Does Tasmania have bad roads, or just bad drivers? It's a question many have asked in recent times, as our state continues to endure one of the highest death rates per head of the population, on our roads, in Australia. Last year was particularly bad.
At a time when nearly all states experienced a noticeable drop in road crashes, Tasmania did not. Rather, 36 people died and 284 were seriously injured on Tasmanian roads in 2020 (6.6 per 100,000 people).
Already this year, 10 people have died and more than 100 have been seriously injured on our roads. So the question remains - what is the cause, and how to to we prevent it?
In more recent years the focus has shifted to putting the onus back on the driver - a shared responsibility.
We have also seen promises of "record investments" from government, both state and federal, to upgrade roads across the state, with a particular focus on our major highways.
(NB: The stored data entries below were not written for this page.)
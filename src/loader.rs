//! Configuration loading
//!
//! Handles loading configuration from embedded defaults, files, and environment.

use super::config::AppConfig;
use anyhow::{Context, Result};
use config::{Config, Environment, File, FileFormat};
use std::path::Path;

/// Embedded default configuration (compiled into binary)
pub const DEFAULT_CONFIG: &str = include_str!("../config/default.toml");

/// Load configuration from `./config` and the environment
pub fn load_config() -> Result<AppConfig> {
    load_config_from(Path::new("config"), true)
}

/// Load configuration from a config directory
///
/// Sources, lowest priority first: embedded defaults, `<dir>/default.toml`,
/// `<dir>/<ETCD_SESSION_ENV>.toml`, `<dir>/local.toml`, then `ETCD_SESSION_*`
/// environment variables when `with_env` is set.
pub fn load_config_from(dir: &Path, with_env: bool) -> Result<AppConfig> {
    let profile = std::env::var("ETCD_SESSION_ENV").unwrap_or_else(|_| "development".to_string());

    let mut builder = Config::builder()
        // 1. Embedded defaults (always available)
        .add_source(File::from_str(DEFAULT_CONFIG, FileFormat::Toml))
        // 2. External overrides (optional)
        .add_source(File::from(dir.join("default")).required(false))
        .add_source(File::from(dir.join(profile)).required(false))
        .add_source(File::from(dir.join("local")).required(false));

    if with_env {
        // 3. Environment variables (highest priority), e.g. ETCD_SESSION_STORE__PORT
        builder = builder.add_source(
            Environment::with_prefix("ETCD_SESSION")
                .prefix_separator("_")
                .separator("__")
                .try_parsing(true),
        );
    }

    builder
        .build()
        .context("Failed to build configuration")?
        .try_deserialize()
        .context("Failed to deserialize configuration")
}

#[cfg(test)]
mod tests {
    use super::*;
    use std::fs;

    #[test]
    fn test_embedded_defaults() {
        let dir = tempfile::tempdir().unwrap();
        let config = load_config_from(dir.path(), false).unwrap();

        assert_eq!(config.store.host, "localhost");
        assert_eq!(config.store.port, 2379);
        assert_eq!(config.manager.name, "StandardManager");
        assert_eq!(config.manager.max_inactive_interval_secs, Some(1800));
    }

    #[test]
    fn test_local_file_overrides_defaults() {
        let dir = tempfile::tempdir().unwrap();
        fs::write(
            dir.path().join("local.toml"),
            "[store]\nhost = \"etcd.internal\"\nport = 4001\n",
        )
        .unwrap();

        let config = load_config_from(dir.path(), false).unwrap();
        assert_eq!(config.store.host, "etcd.internal");
        assert_eq!(config.store.port, 4001);
        assert_eq!(config.store.request_timeout_secs, 5);
    }

    #[test]
    fn test_invalid_port_is_rejected() {
        let dir = tempfile::tempdir().unwrap();
        fs::write(dir.path().join("local.toml"), "[store]\nport = 700000\n").unwrap();

        assert!(load_config_from(dir.path(), false).is_err());
    }

    #[test]
    fn test_manager_config_builds_manager() {
        use etcd_session_core::SessionManager;

        let config = AppConfig::default();
        let manager = config.manager.build();
        assert_eq!(manager.name(), "StandardManager");
        assert_eq!(manager.create_session("abc").max_inactive_interval, None);
    }
}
While investments in safer roads, incentives for safer cars and harsher penalties for those who break the law should be encouraged, if it's not matched by a personal responsibility then we may as well be driving blindfolded.
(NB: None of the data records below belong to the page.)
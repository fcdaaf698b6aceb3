//! Change notification for store configuration
//!
//! Listeners are called synchronously by the thread that performed the
//! change, after the configuration lock has been released. A listener may
//! therefore read the store (or even reconfigure it) without deadlocking.
//! Concurrent setters may deliver their events in either order.

use crate::manager::SessionManager;
use std::fmt;
use std::panic::{self, AssertUnwindSafe};
use std::sync::{Arc, PoisonError, RwLock};
use tracing::{debug, error};

/// Observable store properties
#[derive(Debug, Clone, Copy, PartialEq, Eq, Hash)]
pub enum Property {
    /// Connection host
    Host,
    /// Connection port
    Port,
    /// Session manager reference
    Manager,
}

impl fmt::Display for Property {
    fn fmt(&self, f: &mut fmt::Formatter<'_>) -> fmt::Result {
        match self {
            Self::Host => write!(f, "host"),
            Self::Port => write!(f, "port"),
            Self::Manager => write!(f, "manager"),
        }
    }
}

/// Value carried by a change event
#[derive(Clone)]
pub enum PropertyValue {
    /// Text value (host)
    Text(String),
    /// Port number
    Port(u16),
    /// Manager reference, absent before the first assignment
    Manager(Option<Arc<dyn SessionManager>>),
}

impl fmt::Debug for PropertyValue {
    fn fmt(&self, f: &mut fmt::Formatter<'_>) -> fmt::Result {
        match self {
            Self::Text(value) => f.debug_tuple("Text").field(value).finish(),
            Self::Port(port) => f.debug_tuple("Port").field(port).finish(),
            Self::Manager(manager) => f
                .debug_tuple("Manager")
                .field(&manager.as_ref().map(|m| m.name()))
                .finish(),
        }
    }
}

impl PartialEq for PropertyValue {
    fn eq(&self, other: &Self) -> bool {
        match (self, other) {
            (Self::Text(a), Self::Text(b)) => a == b,
            (Self::Port(a), Self::Port(b)) => a == b,
            (Self::Manager(Some(a)), Self::Manager(Some(b))) => Arc::ptr_eq(a, b),
            (Self::Manager(None), Self::Manager(None)) => true,
            _ => false,
        }
    }
}

/// A committed configuration change
#[derive(Debug, Clone, PartialEq)]
pub struct PropertyChangeEvent {
    /// Changed property
    pub property: Property,
    /// Value before the change
    pub previous: PropertyValue,
    /// Value after the change
    pub current: PropertyValue,
}

impl PropertyChangeEvent {
    /// Create a change event
    #[must_use]
    pub fn new(property: Property, previous: PropertyValue, current: PropertyValue) -> Self {
        Self {
            property,
            previous,
            current,
        }
    }
}

/// Receives configuration change events
///
/// Implementations should return promptly; they run on the caller's thread.
pub trait PropertyChangeListener: Send + Sync {
    /// Called once per committed change
    fn property_change(&self, event: &PropertyChangeEvent);
}

impl<F> PropertyChangeListener for F
where
    F: Fn(&PropertyChangeEvent) + Send + Sync,
{
    fn property_change(&self, event: &PropertyChangeEvent) {
        self(event);
    }
}

/// Registry of change listeners
#[derive(Default)]
pub struct PropertyChangeSupport {
    listeners: RwLock<Vec<Arc<dyn PropertyChangeListener>>>,
}

impl PropertyChangeSupport {
    /// Create an empty registry
    #[must_use]
    pub fn new() -> Self {
        Self::default()
    }

    /// Register a listener
    pub fn add(&self, listener: Arc<dyn PropertyChangeListener>) {
        self.listeners
            .write()
            .unwrap_or_else(PoisonError::into_inner)
            .push(listener);
    }

    /// Unregister a listener (by identity); returns whether it was registered
    pub fn remove(&self, listener: &Arc<dyn PropertyChangeListener>) -> bool {
        let mut listeners = self
            .listeners
            .write()
            .unwrap_or_else(PoisonError::into_inner);
        let before = listeners.len();
        listeners.retain(|l| !Arc::ptr_eq(l, listener));
        listeners.len() != before
    }

    /// Number of registered listeners
    #[must_use]
    pub fn len(&self) -> usize {
        self.listeners
            .read()
            .unwrap_or_else(PoisonError::into_inner)
            .len()
    }

    /// Whether no listener is registered
    #[must_use]
    pub fn is_empty(&self) -> bool {
        self.len() == 0
    }

    /// Deliver an event to every listener
    ///
    /// A panicking listener is logged and skipped; it never affects the other
    /// listeners or the change that was already committed. Returns the number
    /// of listeners that completed normally.
    pub fn notify(&self, event: &PropertyChangeEvent) -> usize {
        let listeners = self
            .listeners
            .read()
            .unwrap_or_else(PoisonError::into_inner)
            .clone();

        let mut delivered = 0;
        for listener in listeners {
            match panic::catch_unwind(AssertUnwindSafe(|| listener.property_change(event))) {
                Ok(()) => delivered += 1,
                Err(_) => error!(property = %event.property, "Property change listener panicked"),
            }
        }

        debug!(property = %event.property, delivered, "Property change notified");
        delivered
    }
}

#[cfg(test)]
mod tests;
Nearly everyone has been impacted in one way or another by a fatal crash - whether directly or not. Every fatality has devastating and long-lasting impacts on families and communities.
And while every death is met with shock and sadness, complacency around road safety seems to continue. Sadly, the mantra of "she'll be right" or "it will never happen to me" seems to overshadow any consideration for care. Not for everyone, but for many.
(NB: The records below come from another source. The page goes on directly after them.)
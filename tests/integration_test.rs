//! End-to-end tests for the session store over an in-memory key-value backend

use etcd_session_core::{
    session_key, EtcdStore, KvClient, LifecycleState, Session, SessionFlushValve, SessionManager,
    SessionStore, StandardManager,
};
use etcd_session_kv::MemoryKv;
use serde_json::json;
use std::sync::Arc;

fn started_store(kv: Arc<MemoryKv>) -> Arc<EtcdStore> {
    let store = Arc::new(EtcdStore::with_client(kv));
    store.configure("localhost", 2379);
    store.set_manager(Arc::new(StandardManager::new()));
    store.start().unwrap();
    store
}

#[test]
fn test_save_load_remove_cycle() {
    let kv = Arc::new(MemoryKv::new());
    let store = started_store(kv.clone());
    assert_eq!(store.state(), LifecycleState::Started);
    assert_eq!(store.endpoint(), "http://localhost:2379");

    let mut session = Session::new("abc");
    session.set_attribute("x", json!(1));
    store.save(&session);

    let loaded = store.load("abc");
    assert_eq!(loaded.id(), "abc");
    assert_eq!(loaded.attribute("x"), Some(&json!(1)));
    assert!(!loaded.is_new());

    store.remove("abc");
    assert!(kv.get(&session_key("abc")).unwrap_err().is_not_found());

    let fresh = store.load("abc");
    assert_eq!(fresh.id(), "abc");
    assert!(fresh.is_new());
    assert!(fresh.attributes().is_empty());
}

#[test]
fn test_clear_empties_namespace_and_keeps_working() {
    let kv = Arc::new(MemoryKv::new());
    let store = started_store(kv.clone());

    for id in ["a", "b", "c"] {
        store.save(&Session::new(id));
    }
    assert_eq!(store.size(), 3);
    let mut keys = store.keys().unwrap();
    keys.sort();
    assert_eq!(keys, vec!["a", "b", "c"]);

    store.clear();
    assert_eq!(store.size(), 0);
    assert_eq!(store.keys(), Some(Vec::new()));

    // clearing an absent namespace is a no-op
    store.clear();
    assert_eq!(store.size(), 0);

    store.save(&Session::new("d"));
    assert_eq!(store.keys(), Some(vec!["d".to_string()]));
}

#[test]
fn test_restart_keeps_persisted_sessions() {
    let kv = Arc::new(MemoryKv::new());
    let store = started_store(kv.clone());
    store.save(&Session::new("kept"));

    store.stop();
    assert_eq!(store.state(), LifecycleState::Stopped);
    assert!(!store.is_connected());
    assert_eq!(store.size(), etcd_session_core::SIZE_UNKNOWN);

    store.start().unwrap();
    assert!(store.is_connected());
    assert!(!store.load("kept").is_new());
}

#[test]
fn test_flush_valve_persists_through_store() {
    let kv = Arc::new(MemoryKv::new());
    let valve = Arc::new(SessionFlushValve::new());
    let manager = StandardManager::new();
    manager.add_valve(valve.clone());

    let store = Arc::new(EtcdStore::with_client(kv.clone()));
    store.set_manager(Arc::new(manager));
    store.start().unwrap();
    assert!(valve.has_store());

    let mut session = store
        .manager()
        .map(|manager| manager.create_session("flushed"))
        .unwrap();
    session.set_attribute("user", json!("alice"));
    valve.flush(Some(&session));

    assert_eq!(store.load("flushed").attribute("user"), Some(&json!("alice")));

    drop(store);
    assert!(!valve.has_store());
    valve.flush(Some(&session));
}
People continue to speed, drive drunk or under the influence of illicit drugs. We look at our phones, don't wear seatbelts or fail to check blind spots.
Of course, some crashes occur as the result of unavoidable, tragic circumstances. But the reality is that most of the injuries and deaths on our roads are preventable.
Ensuring safety on our roads doesn't just sit with governments, councils and police. If you can't take responsibility for your own actions, then you have no right getting behind the wheel. This is a message for every day of the year - not just during Road Safety Week.